■ What is being asked ■
Which lines below hold the word "when"? Copy all of them.

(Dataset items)
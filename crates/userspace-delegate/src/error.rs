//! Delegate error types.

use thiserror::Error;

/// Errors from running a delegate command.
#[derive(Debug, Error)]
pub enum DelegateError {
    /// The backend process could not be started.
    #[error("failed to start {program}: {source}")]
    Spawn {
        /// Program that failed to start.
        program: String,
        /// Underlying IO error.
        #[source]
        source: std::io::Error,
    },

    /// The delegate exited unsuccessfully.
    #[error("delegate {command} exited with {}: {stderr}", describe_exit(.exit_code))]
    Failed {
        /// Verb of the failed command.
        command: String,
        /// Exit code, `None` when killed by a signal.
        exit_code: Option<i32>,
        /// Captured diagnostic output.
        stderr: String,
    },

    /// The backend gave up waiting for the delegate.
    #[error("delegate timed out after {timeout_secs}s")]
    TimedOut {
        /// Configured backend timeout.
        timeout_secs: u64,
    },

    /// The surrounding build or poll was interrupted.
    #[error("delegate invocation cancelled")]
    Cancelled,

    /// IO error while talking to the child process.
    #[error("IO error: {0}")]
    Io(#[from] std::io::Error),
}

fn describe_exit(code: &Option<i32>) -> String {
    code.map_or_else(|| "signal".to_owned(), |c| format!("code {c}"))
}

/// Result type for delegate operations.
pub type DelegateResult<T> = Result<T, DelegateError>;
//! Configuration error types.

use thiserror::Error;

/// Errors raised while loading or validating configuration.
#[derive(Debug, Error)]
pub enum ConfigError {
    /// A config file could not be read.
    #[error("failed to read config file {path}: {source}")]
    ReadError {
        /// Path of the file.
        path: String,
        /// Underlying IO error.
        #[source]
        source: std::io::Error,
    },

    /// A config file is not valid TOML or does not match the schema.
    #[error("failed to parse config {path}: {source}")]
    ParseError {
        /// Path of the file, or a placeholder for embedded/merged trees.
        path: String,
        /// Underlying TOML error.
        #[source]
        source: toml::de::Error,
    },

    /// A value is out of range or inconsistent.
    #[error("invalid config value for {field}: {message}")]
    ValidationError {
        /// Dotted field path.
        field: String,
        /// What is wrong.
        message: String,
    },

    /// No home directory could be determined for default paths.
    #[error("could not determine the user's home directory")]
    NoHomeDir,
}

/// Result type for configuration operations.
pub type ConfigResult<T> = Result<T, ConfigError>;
...
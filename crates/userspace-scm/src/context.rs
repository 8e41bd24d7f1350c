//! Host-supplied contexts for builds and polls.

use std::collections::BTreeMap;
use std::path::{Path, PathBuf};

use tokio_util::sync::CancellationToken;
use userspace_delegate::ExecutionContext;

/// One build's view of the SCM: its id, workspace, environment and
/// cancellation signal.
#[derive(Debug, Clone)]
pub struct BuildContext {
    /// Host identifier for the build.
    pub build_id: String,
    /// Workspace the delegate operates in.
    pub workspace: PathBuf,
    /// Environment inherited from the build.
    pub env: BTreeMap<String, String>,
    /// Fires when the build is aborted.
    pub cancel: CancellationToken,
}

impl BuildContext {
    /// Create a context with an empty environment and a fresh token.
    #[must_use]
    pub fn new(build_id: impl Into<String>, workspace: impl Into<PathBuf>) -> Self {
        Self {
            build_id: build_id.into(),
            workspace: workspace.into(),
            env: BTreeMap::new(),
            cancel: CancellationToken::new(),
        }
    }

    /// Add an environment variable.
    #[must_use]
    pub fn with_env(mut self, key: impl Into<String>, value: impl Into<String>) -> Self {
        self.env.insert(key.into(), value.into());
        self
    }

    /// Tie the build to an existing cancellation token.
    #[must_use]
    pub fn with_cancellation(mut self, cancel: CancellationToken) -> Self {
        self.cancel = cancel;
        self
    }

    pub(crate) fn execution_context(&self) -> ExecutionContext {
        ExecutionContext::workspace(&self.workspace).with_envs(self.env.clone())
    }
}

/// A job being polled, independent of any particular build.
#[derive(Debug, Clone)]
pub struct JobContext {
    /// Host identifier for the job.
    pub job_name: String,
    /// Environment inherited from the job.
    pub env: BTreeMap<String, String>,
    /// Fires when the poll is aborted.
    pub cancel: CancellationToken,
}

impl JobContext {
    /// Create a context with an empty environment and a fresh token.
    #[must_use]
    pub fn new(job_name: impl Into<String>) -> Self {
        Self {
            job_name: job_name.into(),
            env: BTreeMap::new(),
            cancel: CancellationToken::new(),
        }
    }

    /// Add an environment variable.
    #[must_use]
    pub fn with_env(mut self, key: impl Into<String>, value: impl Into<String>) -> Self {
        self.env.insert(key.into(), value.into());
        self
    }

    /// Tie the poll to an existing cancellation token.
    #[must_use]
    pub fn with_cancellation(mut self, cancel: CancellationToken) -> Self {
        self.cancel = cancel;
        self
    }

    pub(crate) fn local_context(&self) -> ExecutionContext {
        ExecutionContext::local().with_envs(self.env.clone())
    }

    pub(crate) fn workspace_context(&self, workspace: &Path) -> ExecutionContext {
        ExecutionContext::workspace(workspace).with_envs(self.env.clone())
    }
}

■ Answer below ■
        /// Exit code, `None` when killed by a signal.
    /// Fires when the build is aborted.
    /// Fires when the poll is aborted.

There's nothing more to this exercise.